SYDNEY, Australia (AP) -- U.S. drug czar Barry McCaffery has accepted an offer to discuss the International Olympic Committee's new anti-doping agency with IOC president Juan Antonio Samaranch.
Samaranch invited McCaffery for talks after the White House's chief drug adviser said the new World AntiDoping Agency was too closely linked to the IOC. The agency is run by IOC vice president Dick Pound and is temporarily based in Lausanne, Switzerland, the headquarters of the IOC."We accept the invitation of president Samaranch to begin a dialogue," McCaffery said Tuesday. "We are cautiously optimistic that real progress can be achieved. We welcome the IOC's offer to commence this process and will begin the planning for these talks immediately."
The IOC insisted Monday that its new drug agency would operate independently and that the United States was misguided in fearing a conflict of interest.

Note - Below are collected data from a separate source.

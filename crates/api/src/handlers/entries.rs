//! Handlers for `/timetable/entries`.
//!
//! Creation always runs through the conflict detector -- there is no
//! direct-insert path into the entry store. Deletion is a soft
//! deactivation that records an undo ledger snapshot.

use axum::extract::{Path, Query, State};
use axum::http::StatusCode;
use axum::response::IntoResponse;
use axum::Json;
use chrono::Duration;
use serde::{Deserialize, Serialize};

use collegium_core::conflict::ConflictReport;
use collegium_core::error::CoreError;
use collegium_core::timetable::EntryDraft;
use collegium_core::types::{DbId, Timestamp};
use collegium_core::undo;
use collegium_db::models::timetable_entry::{
    CreateTimetableEntry, EntryListQuery, TimetableEntry, UpdateTimetableEntry,
};
use collegium_db::repositories::{
    BatchRepo, FacultyRepo, SubjectRepo, TimeSlotRepo, TimetableEntryRepo, UndoRepo,
};
use collegium_events::PlatformEvent;

use crate::engine::detector;
use crate::error::{AppError, AppResult};
use crate::middleware::auth::AuthUser;
use crate::middleware::rbac::RequireAdmin;
use crate::response::DataResponse;
use crate::state::AppState;

// ---------------------------------------------------------------------------
// Create
// ---------------------------------------------------------------------------

/// Body for `POST /timetable/entries`: one or more proposed entries.
#[derive(Debug, Deserialize)]
pub struct CreateEntriesRequest {
    pub entries: Vec<EntryDraft>,
    /// Run validation and conflict detection only; persist nothing.
    #[serde(default)]
    pub validate_only: bool,
}

/// Response payload for entry creation.
#[derive(Debug, Serialize)]
pub struct CreateEntriesResponse {
    pub entries: Vec<TimetableEntry>,
    pub conflicts: ConflictReport,
}

/// POST /api/v1/timetable/entries
///
/// Create entries (single or bulk) after reference validation and
/// conflict detection. Any error-severity conflict rejects the whole
/// request with the full report; warnings never block.
pub async fn create_entries(
    RequireAdmin(user): RequireAdmin,
    State(state): State<AppState>,
    Json(input): Json<CreateEntriesRequest>,
) -> AppResult<impl IntoResponse> {
    if input.entries.is_empty() {
        return Err(AppError::Core(CoreError::Validation(
            "entries must be non-empty".into(),
        )));
    }

    validate_references(&state, &input.entries).await?;

    let mut batch_ids: Vec<DbId> = input.entries.iter().map(|e| e.batch_id).collect();
    batch_ids.sort_unstable();
    batch_ids.dedup();
    let departments = BatchRepo::department_map(&state.pool, &batch_ids).await?;

    let report = detector::detect(&state.pool, &input.entries, &departments, &[]).await?;

    if input.validate_only {
        return Ok((
            StatusCode::OK,
            Json(DataResponse {
                data: CreateEntriesResponse {
                    entries: Vec::new(),
                    conflicts: report,
                },
            }),
        ));
    }

    if report.has_errors {
        state.event_bus.publish(
            PlatformEvent::new("timetable.conflicts_detected")
                .with_actor(user.user_id)
                .with_payload(serde_json::json!({ "conflicts": &report })),
        );
        return Err(AppError::ScheduleConflict(Box::new(report)));
    }

    let mut tx = state.pool.begin().await?;
    let mut created = Vec::with_capacity(input.entries.len());
    for draft in &input.entries {
        let row = TimetableEntryRepo::create_in_tx(
            &mut tx,
            &CreateTimetableEntry::from_draft(draft, Some(user.user_id)),
        )
        .await?;
        created.push(row);
    }
    tx.commit().await?;

    tracing::info!(
        count = created.len(),
        user_id = user.user_id,
        "Timetable entries created",
    );

    Ok((
        StatusCode::CREATED,
        Json(DataResponse {
            data: CreateEntriesResponse {
                entries: created,
                conflicts: report,
            },
        }),
    ))
}

/// Reference checks shared by entry creation: every batch, subject,
/// faculty member, and time slot must resolve to an active row.
async fn validate_references(state: &AppState, drafts: &[EntryDraft]) -> AppResult<()> {
    let mut batch_ids: Vec<DbId> = drafts.iter().map(|d| d.batch_id).collect();
    batch_ids.sort_unstable();
    batch_ids.dedup();
    let missing = BatchRepo::missing_ids(&state.pool, &batch_ids).await?;
    if let Some(&id) = missing.first() {
        return Err(AppError::Core(CoreError::NotFound { entity: "Batch", id }));
    }

    let mut subject_ids: Vec<DbId> = drafts.iter().filter_map(|d| d.kind.subject_id()).collect();
    subject_ids.sort_unstable();
    subject_ids.dedup();
    for id in subject_ids {
        SubjectRepo::find_by_id(&state.pool, id)
            .await?
            .ok_or(CoreError::NotFound {
                entity: "Subject",
                id,
            })?;
    }

    let mut faculty_ids: Vec<DbId> = drafts.iter().filter_map(|d| d.kind.faculty_id()).collect();
    faculty_ids.sort_unstable();
    faculty_ids.dedup();
    for id in faculty_ids {
        FacultyRepo::find_by_id(&state.pool, id)
            .await?
            .ok_or(CoreError::NotFound {
                entity: "Faculty",
                id,
            })?;
    }

    let mut slot_ids: Vec<DbId> = drafts.iter().map(|d| d.time_slot_id).collect();
    slot_ids.sort_unstable();
    slot_ids.dedup();
    for id in slot_ids {
        let slot = TimeSlotRepo::find_by_id(&state.pool, id)
            .await?
            .ok_or(CoreError::NotFound {
                entity: "TimeSlot",
                id,
            })?;
        if !slot.is_active {
            return Err(AppError::Core(CoreError::Validation(format!(
                "time slot {id} is deactivated"
            ))));
        }
    }

    Ok(())
}

// ---------------------------------------------------------------------------
// List / Get
// ---------------------------------------------------------------------------

/// GET /api/v1/timetable/entries
pub async fn list_entries(
    _user: AuthUser,
    State(state): State<AppState>,
    Query(q): Query<EntryListQuery>,
) -> AppResult<impl IntoResponse> {
    let entries = TimetableEntryRepo::list(&state.pool, &q).await?;
    Ok(Json(DataResponse { data: entries }))
}

/// GET /api/v1/timetable/entries/{id}
pub async fn get_entry(
    _user: AuthUser,
    State(state): State<AppState>,
    Path(id): Path<DbId>,
) -> AppResult<impl IntoResponse> {
    let entry = TimetableEntryRepo::find_by_id(&state.pool, id)
        .await?
        .ok_or(CoreError::NotFound {
            entity: "TimetableEntry",
            id,
        })?;
    Ok(Json(DataResponse { data: entry }))
}

// ---------------------------------------------------------------------------
// Update
// ---------------------------------------------------------------------------

/// PATCH /api/v1/timetable/entries/{id}
///
/// Notes and entry type only. Moving an entry between slots or dates is
/// a reschedule concern so it cannot dodge conflict detection.
pub async fn update_entry(
    RequireAdmin(_user): RequireAdmin,
    State(state): State<AppState>,
    Path(id): Path<DbId>,
    Json(input): Json<UpdateTimetableEntry>,
) -> AppResult<impl IntoResponse> {
    if let Some(entry_type) = &input.entry_type {
        collegium_core::timetable::EntryType::parse(entry_type)?;
    }
    let entry = TimetableEntryRepo::update(&state.pool, id, &input)
        .await?
        .ok_or(CoreError::NotFound {
            entity: "TimetableEntry",
            id,
        })?;
    Ok(Json(DataResponse { data: entry }))
}

// ---------------------------------------------------------------------------
// Delete (+ undo snapshot)
// ---------------------------------------------------------------------------

/// Query parameters for deletion: optional undo TTL.
#[derive(Debug, Deserialize)]
pub struct DeleteParams {
    pub ttl_secs: Option<i64>,
}

/// Response payload for deletion: the deactivated entry plus the ledger
/// handle needed to reverse it.
#[derive(Debug, Serialize)]
pub struct DeleteEntryResponse {
    pub entry: TimetableEntry,
    pub undo_id: DbId,
    pub undo_expires_at: Timestamp,
}

/// DELETE /api/v1/timetable/entries/{id}
///
/// Soft-deactivate the entry and record a full snapshot in the undo
/// ledger. The TTL is caller-chosen, capped at five minutes.
pub async fn delete_entry(
    RequireAdmin(user): RequireAdmin,
    State(state): State<AppState>,
    Path(id): Path<DbId>,
    Query(params): Query<DeleteParams>,
) -> AppResult<impl IntoResponse> {
    let entry = TimetableEntryRepo::deactivate(&state.pool, id)
        .await?
        .ok_or(CoreError::NotFound {
            entity: "TimetableEntry",
            id,
        })?;

    let ttl = undo::clamp_ttl(params.ttl_secs);
    let expires_at = chrono::Utc::now() + Duration::seconds(ttl);
    let snapshot = serde_json::to_value(&entry)
        .map_err(|e| AppError::InternalError(format!("snapshot serialization failed: {e}")))?;
    let metadata = serde_json::json!({
        "batch_id": entry.batch_id,
        "time_slot_id": entry.time_slot_id,
        "day_of_week": entry.day_of_week,
        "entry_date": entry.entry_date,
    });

    let record = UndoRepo::create(
        &state.pool,
        "timetable_entry",
        entry.id,
        &snapshot,
        &metadata,
        user.user_id,
        expires_at,
    )
    .await?;

    tracing::info!(
        entry_id = entry.id,
        undo_id = record.id,
        ttl_secs = ttl,
        user_id = user.user_id,
        "Timetable entry deactivated",
    );

    Ok(Json(DataResponse {
        data: DeleteEntryResponse {
            entry,
            undo_id: record.id,
            undo_expires_at: record.expires_at,
        },
    }))
}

"It looks to us as though it will be dominated by the IOC," McCaffrey said on the opening day of an international "Drugs in Sports" summit in Sydney. "That, to us, is unacceptable."
But IOC vice president Kevan Gosper defended the agency before delegates from 26 nations attending the three-day summit, saying, "Contrary to some public criticism, its structure ensures that it is truly independent."
Gosper told Australian Broadcasting Corp. radio: "I think that the United States has not really kept fully in touch with developments that have taken place."
McCaffrey is promoting an independent drug agency that would conduct year-round, no-notice testing for athletes.